Hadrian Peverel: The Lord Of Haven

Chapter 1: prologue



Prologue: The War That Should Have Ended

The battlefield reeked of blood and fire.

Harry Potter stood alone amidst the ruins of what had once been London's Ministry District, his breathing steady despite the destruction around him. His robes, once black, were now slashed and scorched, caked in the remnants of a war that had dragged on too long.

The Dark Lord was finally dead.

Voldemort's corpse lay at his feet, face frozen in something between agony and disbelief, as if he still could not comprehend that he had lost.

Harry barely felt anything. No triumph. No relief. No sense of victory.

Around him, the shattered remains of the wizarding world lay exposed. The Ministry had collapsed—both literally and politically. Gringotts stood in ruins, its treasures plundered, its goblins either dead or scattered. The Order of the Phoenix was reduced to a handful of weary survivors. The Death Eaters? The lucky ones had died in battle. The rest, like Lucius Malfoy, had vanished into the shadows, waiting for another chance to spread their poison.

The war was over. But the world was broken beyond repair.

A gust of wind carried the stench of burning flesh through the air. The bodies of the fallen littered the streets, their wands clutched in stiff fingers, their eyes staring at nothing. Civilians who had begged for protection, witches and wizards who had trusted the Ministry to save them, lay sprawled in unnatural positions—collateral damage in a war they had never been prepared for.

Harry clenched his jaw.

This was the cost of their mistakes. The Order had fought bravely, but they had never fought correctly. Dumbledore's ideals, noble as they were, had allowed this to happen. He had preached restraint while their enemies slaughtered innocents. He had insisted on mercy when the Death Eaters had known none.

And now, Harry was the only one left to pick up the pieces.

A soft whisper reached his ears, barely more than a breath of wind. His gaze snapped toward the wreckage of the Department of Mysteries, where a faint, pulsing glow emanated from within. Something ancient. Something powerful.

The Hall of Prophecies had been obliterated in the war, but deeper within the Ministry's ruins, time itself still lingered.

Harry stepped forward, drawn by something he could not name. His boots crunched over broken glass and smoldering wood as he moved past the wreckage of a collapsed archway.

And then he saw it.

The artifact hovered in midair, untouched by the destruction around it. It was old—older than even the Ministry itself—etched with runes that pulsed with slow, deliberate power.

Harry knew better than to trust something he didn't understand. He should have walked away. But something in his blood, something deep and instinctual, whispered to him.

This was not a mistake.

Before he could think better of it, his fingers brushed against the ancient stone.

Magic howled through the air.

The world twisted, reality folding in on itself.

The last thing Harry saw was the ruined remains of his war-ravaged world collapsing into nothingness.

And then—

Darkness.

A Different Time.
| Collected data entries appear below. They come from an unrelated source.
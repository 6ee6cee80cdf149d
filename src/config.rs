pub const USAGE: &str = "Usage: block-crawler <JSON_RPC_ENDPOINT> <DB_FILE_PATH> <BLOCK_RANGE>";

/// Run configuration, built once from the three positional arguments and
/// passed down explicitly. No ambient state.
#[derive(Debug, Clone)]
pub struct Config {
    pub rpc_url: String,
    pub db_path: String,
    pub block_range: String,
}

impl Config {
    /// Accepts exactly the positional arguments after the program name.
    pub fn from_args<I>(args: I) -> Option<Self>
    where
        I: IntoIterator<Item = String>,
    {
        let mut args = args.into_iter();
        let rpc_url = args.next()?;
        let db_path = args.next()?;
        let block_range = args.next()?;

        if args.next().is_some() {
            return None;
        }

        Some(Self {
            rpc_url,
            db_path,
            block_range,
        })
    }
}

#[cfg(test)]
mod tests {
    use super::*;

    fn strings(parts: &[&str]) -> Vec<String> {
        parts.iter().map(|s| s.to_string()).collect()
    }

    #[test]
    fn three_arguments_build_a_config() {
        let config =
            Config::from_args(strings(&["http://localhost:8545", "chain.db", "1-10"])).unwrap();
        assert_eq!(config.rpc_url, "http://localhost:8545");
        assert_eq!(config.db_path, "chain.db");
        assert_eq!(config.block_range, "1-10");
    }

    #[test]
    fn wrong_arity_is_rejected() {
        assert!(Config::from_args(strings(&[])).is_none());
        assert!(Config::from_args(strings(&["http://localhost:8545", "chain.db"])).is_none());
        assert!(Config::from_args(strings(&["a", "b", "c", "d"])).is_none());
    }
}
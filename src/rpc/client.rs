use std::time::Duration;

use async_trait::async_trait;
use serde::de::DeserializeOwned;
use serde::{Deserialize, Serialize};
use serde_json::{json, Value};

use crate::codec;
use crate::error::CrawlError;
use crate::rpc::{RawBlock, RpcClient};

const REQUEST_TIMEOUT: Duration = Duration::from_secs(30);

#[derive(Debug, Serialize)]
struct JsonRpcRequest {
    jsonrpc: &'static str,
    method: &'static str,
    params: Vec<Value>,
    id: u64,
}

#[derive(Debug, Deserialize)]
struct JsonRpcResponse<T> {
    result: Option<T>,
}

/// JSON-RPC 2.0 client over plain HTTP POST.
#[derive(Debug, Clone)]
pub struct HttpRpcClient {
    endpoint: String,
    http: reqwest::Client,
}

impl HttpRpcClient {
    pub fn new(endpoint: &str) -> Result<Self, CrawlError> {
        let http = reqwest::Client::builder()
            .timeout(REQUEST_TIMEOUT)
            .build()
            .map_err(|e| CrawlError::Rpc(e.to_string()))?;

        Ok(Self {
            endpoint: endpoint.to_string(),
            http,
        })
    }

    async fn call<T: DeserializeOwned>(
        &self,
        method: &'static str,
        params: Vec<Value>,
    ) -> Result<Option<T>, CrawlError> {
        let request = JsonRpcRequest {
            jsonrpc: "2.0",
            method,
            params,
            id: 1,
        };

        let response = self
            .http
            .post(&self.endpoint)
            .json(&request)
            .send()
            .await
            .map_err(|e| CrawlError::Rpc(e.to_string()))?;

        let status = response.status();
        if !status.is_success() {
            return Err(CrawlError::Rpc(format!("{method} returned status {status}")));
        }

        let body: JsonRpcResponse<T> = response
            .json()
            .await
            .map_err(|e| CrawlError::RpcResponse(format!("{method}: {e}")))?;

        Ok(body.result)
    }
}

#[async_trait]
impl RpcClient for HttpRpcClient {
    async fn head_block_number(&self) -> Result<u64, CrawlError> {
        let head: String = self
            .call("eth_blockNumber", vec![])
            .await?
            .ok_or_else(|| CrawlError::RpcResponse("eth_blockNumber: null result".into()))?;

        codec::decode_u64(&head)
    }

    async fn block_by_number(&self, number: u64) -> Result<Option<RawBlock>, CrawlError> {
        self.call(
            "eth_getBlockByNumber",
            vec![json!(format!("{number:#x}")), json!(true)],
        )
        .await
    }
}
use chrono::{DateTime, Utc};
use ethereum_types::U256;

use crate::error::CrawlError;

/// Strips the `0x` prefix and rejects empty or non-hex remainders. All RPC
/// quantity fields arrive in this form.
fn hex_digits(hex: &str) -> Result<&str, CrawlError> {
    let digits = hex
        .strip_prefix("0x")
        .ok_or_else(|| CrawlError::MalformedHex(format!("missing 0x prefix: {hex:?}")))?;

    if digits.is_empty() || !digits.bytes().all(|b| b.is_ascii_hexdigit()) {
        return Err(CrawlError::MalformedHex(format!("not a hex quantity: {hex:?}")));
    }

    Ok(digits)
}

/// Decodes a hex quantity into its canonical base-10 string. Wide enough for
/// 256-bit hashes, which the storage schema keeps as decimal text.
pub fn decode_quantity(hex: &str) -> Result<String, CrawlError> {
    let digits = hex_digits(hex)?;
    let value = U256::from_str_radix(digits, 16)
        .map_err(|_| CrawlError::MalformedHex(format!("quantity out of range: {hex:?}")))?;

    Ok(value.to_string())
}

/// Decodes a hex quantity that must fit a block height or Unix time.
pub fn decode_u64(hex: &str) -> Result<u64, CrawlError> {
    let digits = hex_digits(hex)?;
    u64::from_str_radix(digits, 16)
        .map_err(|_| CrawlError::MalformedHex(format!("quantity out of range: {hex:?}")))
}

/// Decodes a hex Unix time into a UTC calendar timestamp.
pub fn decode_timestamp(hex: &str) -> Result<DateTime<Utc>, CrawlError> {
    let seconds = decode_u64(hex)?;
    DateTime::from_timestamp(seconds as i64, 0)
        .ok_or_else(|| CrawlError::MalformedHex(format!("timestamp out of range: {hex:?}")))
}

/// Decodes a hex wei amount and scales it to ether (wei / 10^18). Amounts
/// beyond f64 precision round, matching the reference behavior.
pub fn decode_wei_to_ether(hex: &str) -> Result<f64, CrawlError> {
    let wei = decode_quantity(hex)?;
    let wei: f64 = wei
        .parse()
        .map_err(|_| CrawlError::MalformedHex(format!("wei amount unparseable: {hex:?}")))?;

    Ok(wei / 1e18)
}

#[cfg(test)]
mod tests {
    use super::*;

    #[test]
    fn quantity_decodes_to_decimal_string() {
        assert_eq!(decode_quantity("0x1a").unwrap(), "26");
        assert_eq!(decode_quantity("0x0").unwrap(), "0");
        assert_eq!(decode_quantity("0x00ff").unwrap(), "255");
    }

    #[test]
    fn quantity_handles_256_bit_hashes() {
        let hash = "0x88e96d4537bea4d9c05d12549907b32561d3bf31f45aae734cdc119f13406cb6";
        assert_eq!(
            decode_quantity(hash).unwrap(),
            "61926976929876314985342448722764970661723756728735993391456595527848534502582"
        );
    }

    #[test]
    fn quantity_rejects_malformed_input() {
        assert!(matches!(decode_quantity("1a"), Err(CrawlError::MalformedHex(_))));
        assert!(matches!(decode_quantity("0x"), Err(CrawlError::MalformedHex(_))));
        assert!(matches!(decode_quantity("0xzz"), Err(CrawlError::MalformedHex(_))));
        assert!(matches!(decode_quantity(""), Err(CrawlError::MalformedHex(_))));
    }

    #[test]
    fn u64_decode_rejects_oversized_values() {
        assert_eq!(decode_u64("0xde0b6b").unwrap(), 14551915);
        assert!(matches!(
            decode_u64("0x10000000000000000"),
            Err(CrawlError::MalformedHex(_))
        ));
    }

    #[test]
    fn timestamp_renders_utc_calendar_time() {
        // 0x5fd01380 = 1607472000
        let ts = decode_timestamp("0x5fd01380").unwrap();
        assert_eq!(ts.format("%Y-%m-%d %H:%M:%S").to_string(), "2020-12-09 00:00:00");
    }

    #[test]
    fn wei_scales_to_ether() {
        // 0xde0b6b3a7640000 = 10^18 wei
        assert_eq!(decode_wei_to_ether("0xde0b6b3a7640000").unwrap(), 1.0);
        assert_eq!(decode_wei_to_ether("0x0").unwrap(), 0.0);

        let half = decode_wei_to_ether("0x6f05b59d3b20000").unwrap();
        assert!((half - 0.5).abs() < 1e-12);
    }
}
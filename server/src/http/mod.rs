pub mod dto;
pub mod error;
pub mod handlers;
pub mod server;
pub mod state;


pub use server::{router, start_server};
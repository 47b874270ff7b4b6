use serde::{Deserialize, Serialize};

/// Response for a delete request
#[derive(Debug, Serialize, Deserialize)]
pub struct DeleteResponse {
    /// False when there was no object to delete
    pub deleted: bool,
}

/// Error response
#[derive(Debug, Serialize, Deserialize)]
pub struct ErrorResponse {
    pub error: String,
    pub details: Option<String>,
}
A Different War.

When Harry awoke, he knew immediately that something was wrong.

The air smelled different—not of smoke and blood, but of parchment and fresh rain. Gone were the ruins of battle. Instead, he found himself lying on cool grass, the distant sounds of an untouched world murmuring around him.

His fingers dug into the earth. His magic, which had been coiled like a predator for years, stretched outward, tasting the air.

He was no longer in his war-torn future.

Slowly, Harry—Hadrian Peverell, he corrected himself—rose to his feet.

He turned his gaze toward the distant outline of Hogwarts, its towers gleaming beneath a sky free of war. A world untouched by destruction.

A world that still had time.

A world he would not allow to fall.

This time, he would not play by Dumbledore's rules.

This time, he would not wait for the world to break before trying to fix it.

This time, he would decide how the war ended.

And it would end before it ever began.